WHAT TO WORK ON:
Below are entries; output exactly the lines from the one with "filename src/domain/error.rs" to the one with "pub enum ShipperError", both included, and nothing else.

DATA FOR THIS EXERCISE:
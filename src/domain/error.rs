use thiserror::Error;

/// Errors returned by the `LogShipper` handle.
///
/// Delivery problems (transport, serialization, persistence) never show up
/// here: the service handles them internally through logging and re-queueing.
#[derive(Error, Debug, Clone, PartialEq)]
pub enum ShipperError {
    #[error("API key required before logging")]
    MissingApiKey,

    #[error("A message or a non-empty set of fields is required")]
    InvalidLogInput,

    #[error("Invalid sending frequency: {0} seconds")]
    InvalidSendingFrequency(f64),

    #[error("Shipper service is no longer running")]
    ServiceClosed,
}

--

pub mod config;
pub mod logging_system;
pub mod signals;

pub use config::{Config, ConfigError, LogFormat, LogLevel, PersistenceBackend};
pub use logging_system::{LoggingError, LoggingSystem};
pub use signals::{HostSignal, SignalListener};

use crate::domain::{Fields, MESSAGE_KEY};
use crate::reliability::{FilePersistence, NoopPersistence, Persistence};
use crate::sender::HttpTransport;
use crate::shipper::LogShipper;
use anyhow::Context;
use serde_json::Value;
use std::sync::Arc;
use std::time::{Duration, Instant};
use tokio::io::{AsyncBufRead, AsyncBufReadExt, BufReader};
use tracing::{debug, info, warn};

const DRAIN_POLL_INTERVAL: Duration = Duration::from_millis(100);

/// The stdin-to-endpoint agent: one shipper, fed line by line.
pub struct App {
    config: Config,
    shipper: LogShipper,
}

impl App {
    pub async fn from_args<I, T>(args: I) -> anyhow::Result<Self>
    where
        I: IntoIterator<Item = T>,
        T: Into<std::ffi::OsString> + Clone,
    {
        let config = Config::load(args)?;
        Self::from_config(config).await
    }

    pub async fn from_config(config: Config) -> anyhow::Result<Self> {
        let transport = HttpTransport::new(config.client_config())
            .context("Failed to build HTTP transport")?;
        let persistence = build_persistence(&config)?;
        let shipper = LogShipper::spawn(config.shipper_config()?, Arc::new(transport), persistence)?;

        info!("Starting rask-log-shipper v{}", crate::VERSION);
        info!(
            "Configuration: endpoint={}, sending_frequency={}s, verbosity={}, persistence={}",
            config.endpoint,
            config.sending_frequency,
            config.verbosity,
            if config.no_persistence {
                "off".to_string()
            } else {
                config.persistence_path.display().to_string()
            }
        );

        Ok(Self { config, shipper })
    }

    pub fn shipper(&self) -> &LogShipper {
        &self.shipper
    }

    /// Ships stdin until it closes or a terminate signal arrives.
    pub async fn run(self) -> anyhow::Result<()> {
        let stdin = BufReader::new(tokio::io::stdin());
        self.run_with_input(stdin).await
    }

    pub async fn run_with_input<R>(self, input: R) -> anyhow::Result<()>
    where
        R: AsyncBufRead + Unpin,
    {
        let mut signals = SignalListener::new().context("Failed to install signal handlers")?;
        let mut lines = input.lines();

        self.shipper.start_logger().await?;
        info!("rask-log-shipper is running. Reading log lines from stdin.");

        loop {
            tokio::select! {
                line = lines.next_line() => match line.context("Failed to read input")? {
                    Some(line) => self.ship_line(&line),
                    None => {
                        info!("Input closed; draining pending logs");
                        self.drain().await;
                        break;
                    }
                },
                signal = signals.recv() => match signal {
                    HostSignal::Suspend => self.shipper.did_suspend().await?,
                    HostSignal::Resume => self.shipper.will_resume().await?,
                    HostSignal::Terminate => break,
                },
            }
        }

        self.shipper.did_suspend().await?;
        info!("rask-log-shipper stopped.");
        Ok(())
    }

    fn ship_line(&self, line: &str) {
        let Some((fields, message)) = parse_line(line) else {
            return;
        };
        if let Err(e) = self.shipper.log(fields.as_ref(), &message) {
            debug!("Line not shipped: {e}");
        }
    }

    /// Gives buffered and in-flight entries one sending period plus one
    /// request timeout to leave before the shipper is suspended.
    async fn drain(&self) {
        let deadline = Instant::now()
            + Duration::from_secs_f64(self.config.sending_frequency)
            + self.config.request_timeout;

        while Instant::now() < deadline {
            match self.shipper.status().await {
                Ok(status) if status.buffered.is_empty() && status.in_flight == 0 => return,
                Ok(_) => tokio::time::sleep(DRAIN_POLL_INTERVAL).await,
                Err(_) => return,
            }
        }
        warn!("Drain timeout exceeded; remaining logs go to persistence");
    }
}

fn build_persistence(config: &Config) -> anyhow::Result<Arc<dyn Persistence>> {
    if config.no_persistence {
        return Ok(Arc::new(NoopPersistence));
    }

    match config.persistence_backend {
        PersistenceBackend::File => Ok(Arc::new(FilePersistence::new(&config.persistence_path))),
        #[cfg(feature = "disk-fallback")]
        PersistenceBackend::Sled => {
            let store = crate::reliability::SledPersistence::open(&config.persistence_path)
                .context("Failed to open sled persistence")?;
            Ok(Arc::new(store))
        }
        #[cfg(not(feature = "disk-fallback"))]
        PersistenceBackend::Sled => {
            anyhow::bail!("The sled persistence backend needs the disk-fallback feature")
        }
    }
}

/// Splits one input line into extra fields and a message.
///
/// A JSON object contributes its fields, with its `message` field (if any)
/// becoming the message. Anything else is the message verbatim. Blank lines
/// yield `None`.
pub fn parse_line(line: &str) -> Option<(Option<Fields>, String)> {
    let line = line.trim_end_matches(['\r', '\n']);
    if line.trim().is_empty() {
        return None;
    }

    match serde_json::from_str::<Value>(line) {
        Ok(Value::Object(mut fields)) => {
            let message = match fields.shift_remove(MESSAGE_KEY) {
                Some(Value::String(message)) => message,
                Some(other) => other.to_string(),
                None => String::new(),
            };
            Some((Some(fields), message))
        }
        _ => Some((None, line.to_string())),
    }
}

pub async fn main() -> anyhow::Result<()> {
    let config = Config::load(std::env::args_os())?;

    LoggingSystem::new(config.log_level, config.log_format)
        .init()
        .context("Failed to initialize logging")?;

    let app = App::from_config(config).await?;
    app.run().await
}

--

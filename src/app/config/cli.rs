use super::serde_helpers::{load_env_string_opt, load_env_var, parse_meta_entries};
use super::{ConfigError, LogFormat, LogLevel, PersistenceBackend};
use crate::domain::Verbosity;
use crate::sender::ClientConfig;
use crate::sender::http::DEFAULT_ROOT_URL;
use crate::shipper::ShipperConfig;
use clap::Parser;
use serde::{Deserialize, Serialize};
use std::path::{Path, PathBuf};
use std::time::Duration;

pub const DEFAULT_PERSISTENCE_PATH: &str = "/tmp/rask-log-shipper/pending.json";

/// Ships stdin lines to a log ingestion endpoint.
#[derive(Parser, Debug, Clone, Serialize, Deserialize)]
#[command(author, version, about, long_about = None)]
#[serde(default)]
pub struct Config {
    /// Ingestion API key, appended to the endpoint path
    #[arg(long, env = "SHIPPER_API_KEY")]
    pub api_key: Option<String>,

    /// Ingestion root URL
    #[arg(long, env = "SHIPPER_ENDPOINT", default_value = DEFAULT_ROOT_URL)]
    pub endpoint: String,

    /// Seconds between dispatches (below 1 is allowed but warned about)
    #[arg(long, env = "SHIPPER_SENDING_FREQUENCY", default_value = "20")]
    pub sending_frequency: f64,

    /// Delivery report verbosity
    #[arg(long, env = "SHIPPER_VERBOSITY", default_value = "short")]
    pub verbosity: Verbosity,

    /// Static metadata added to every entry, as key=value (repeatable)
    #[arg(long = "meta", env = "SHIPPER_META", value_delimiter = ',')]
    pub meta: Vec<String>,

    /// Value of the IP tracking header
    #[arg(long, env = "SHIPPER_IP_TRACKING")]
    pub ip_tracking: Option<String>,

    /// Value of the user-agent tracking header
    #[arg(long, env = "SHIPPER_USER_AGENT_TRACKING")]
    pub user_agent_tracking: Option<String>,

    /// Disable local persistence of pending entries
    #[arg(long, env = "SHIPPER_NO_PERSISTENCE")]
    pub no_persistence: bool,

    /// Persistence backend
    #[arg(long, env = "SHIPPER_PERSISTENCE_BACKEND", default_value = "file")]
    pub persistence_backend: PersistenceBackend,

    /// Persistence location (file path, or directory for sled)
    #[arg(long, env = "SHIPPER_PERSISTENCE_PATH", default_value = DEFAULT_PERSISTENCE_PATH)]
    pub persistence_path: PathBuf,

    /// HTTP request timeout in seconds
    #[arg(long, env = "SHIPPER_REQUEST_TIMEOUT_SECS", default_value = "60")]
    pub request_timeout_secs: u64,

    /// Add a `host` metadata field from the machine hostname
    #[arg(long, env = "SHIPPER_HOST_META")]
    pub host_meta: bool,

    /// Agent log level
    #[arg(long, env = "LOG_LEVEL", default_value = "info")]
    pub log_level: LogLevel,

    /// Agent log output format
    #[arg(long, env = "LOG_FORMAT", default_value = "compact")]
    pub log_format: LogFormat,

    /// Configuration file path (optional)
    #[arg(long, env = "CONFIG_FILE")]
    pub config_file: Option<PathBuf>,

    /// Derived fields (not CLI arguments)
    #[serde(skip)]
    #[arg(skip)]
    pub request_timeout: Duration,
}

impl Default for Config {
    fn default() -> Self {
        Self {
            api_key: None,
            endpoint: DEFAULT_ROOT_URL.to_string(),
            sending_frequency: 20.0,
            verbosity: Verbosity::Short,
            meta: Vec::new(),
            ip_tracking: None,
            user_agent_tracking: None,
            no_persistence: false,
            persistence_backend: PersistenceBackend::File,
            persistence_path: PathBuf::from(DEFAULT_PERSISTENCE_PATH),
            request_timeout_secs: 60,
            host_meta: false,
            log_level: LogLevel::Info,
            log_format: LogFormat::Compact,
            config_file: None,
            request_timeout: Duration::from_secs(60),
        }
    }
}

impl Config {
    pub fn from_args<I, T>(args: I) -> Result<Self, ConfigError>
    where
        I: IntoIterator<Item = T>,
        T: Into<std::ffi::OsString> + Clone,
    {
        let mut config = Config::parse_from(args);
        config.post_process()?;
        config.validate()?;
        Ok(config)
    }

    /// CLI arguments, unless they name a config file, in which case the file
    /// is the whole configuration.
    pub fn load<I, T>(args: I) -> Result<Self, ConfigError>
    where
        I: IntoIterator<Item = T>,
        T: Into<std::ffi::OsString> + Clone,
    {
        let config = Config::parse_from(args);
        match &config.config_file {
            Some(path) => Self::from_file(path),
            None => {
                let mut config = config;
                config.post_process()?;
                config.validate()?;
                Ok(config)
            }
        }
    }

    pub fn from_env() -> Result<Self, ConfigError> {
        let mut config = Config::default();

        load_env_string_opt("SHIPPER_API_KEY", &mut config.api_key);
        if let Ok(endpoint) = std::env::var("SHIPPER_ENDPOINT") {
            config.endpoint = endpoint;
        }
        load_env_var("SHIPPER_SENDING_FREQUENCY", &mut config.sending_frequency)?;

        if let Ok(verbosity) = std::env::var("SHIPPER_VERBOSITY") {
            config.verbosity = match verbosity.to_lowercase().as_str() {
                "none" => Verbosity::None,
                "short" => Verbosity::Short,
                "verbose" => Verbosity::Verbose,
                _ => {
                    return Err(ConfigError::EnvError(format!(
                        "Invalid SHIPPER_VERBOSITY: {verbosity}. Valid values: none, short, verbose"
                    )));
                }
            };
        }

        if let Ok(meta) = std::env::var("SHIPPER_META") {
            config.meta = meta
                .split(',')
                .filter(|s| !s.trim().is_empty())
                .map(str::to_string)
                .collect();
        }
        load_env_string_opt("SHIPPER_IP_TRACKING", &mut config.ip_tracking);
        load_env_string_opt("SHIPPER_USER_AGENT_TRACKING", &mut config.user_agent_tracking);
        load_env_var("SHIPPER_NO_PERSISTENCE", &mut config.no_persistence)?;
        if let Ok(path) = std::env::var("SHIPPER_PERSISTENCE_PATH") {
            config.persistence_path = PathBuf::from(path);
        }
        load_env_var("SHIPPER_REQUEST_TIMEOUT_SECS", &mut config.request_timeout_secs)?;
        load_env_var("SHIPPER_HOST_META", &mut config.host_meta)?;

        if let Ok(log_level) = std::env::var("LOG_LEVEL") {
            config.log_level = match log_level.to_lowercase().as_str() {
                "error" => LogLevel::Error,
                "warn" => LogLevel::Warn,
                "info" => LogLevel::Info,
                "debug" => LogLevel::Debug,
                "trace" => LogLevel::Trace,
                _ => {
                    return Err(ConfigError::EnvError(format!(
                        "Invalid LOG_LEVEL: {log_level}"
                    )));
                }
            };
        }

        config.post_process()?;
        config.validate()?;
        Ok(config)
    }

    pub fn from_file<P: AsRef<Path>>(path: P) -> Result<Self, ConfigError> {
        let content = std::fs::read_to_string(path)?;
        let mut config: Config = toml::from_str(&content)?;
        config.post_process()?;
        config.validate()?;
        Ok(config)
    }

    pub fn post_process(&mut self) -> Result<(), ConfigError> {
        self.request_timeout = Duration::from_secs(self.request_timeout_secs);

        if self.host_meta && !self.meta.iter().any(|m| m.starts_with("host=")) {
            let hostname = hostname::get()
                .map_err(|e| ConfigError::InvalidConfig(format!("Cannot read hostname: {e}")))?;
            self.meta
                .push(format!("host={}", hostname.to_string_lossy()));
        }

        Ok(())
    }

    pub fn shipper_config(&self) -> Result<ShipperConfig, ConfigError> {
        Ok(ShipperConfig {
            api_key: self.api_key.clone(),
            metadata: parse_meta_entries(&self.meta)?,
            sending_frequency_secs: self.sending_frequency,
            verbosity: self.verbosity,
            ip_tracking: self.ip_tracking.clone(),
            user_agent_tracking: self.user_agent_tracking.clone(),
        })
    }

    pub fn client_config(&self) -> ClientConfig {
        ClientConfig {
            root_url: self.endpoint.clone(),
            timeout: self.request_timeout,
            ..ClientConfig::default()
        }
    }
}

EXERCISE SOLUTION:
filename src/domain/error.rs
use thiserror::Error;

/// Errors returned by the `LogShipper` handle.
///
/// Delivery problems (transport, serialization, persistence) never show up
/// here: the service handles them internally through logging and re-queueing.
#[derive(Error, Debug, Clone, PartialEq)]
pub enum ShipperError {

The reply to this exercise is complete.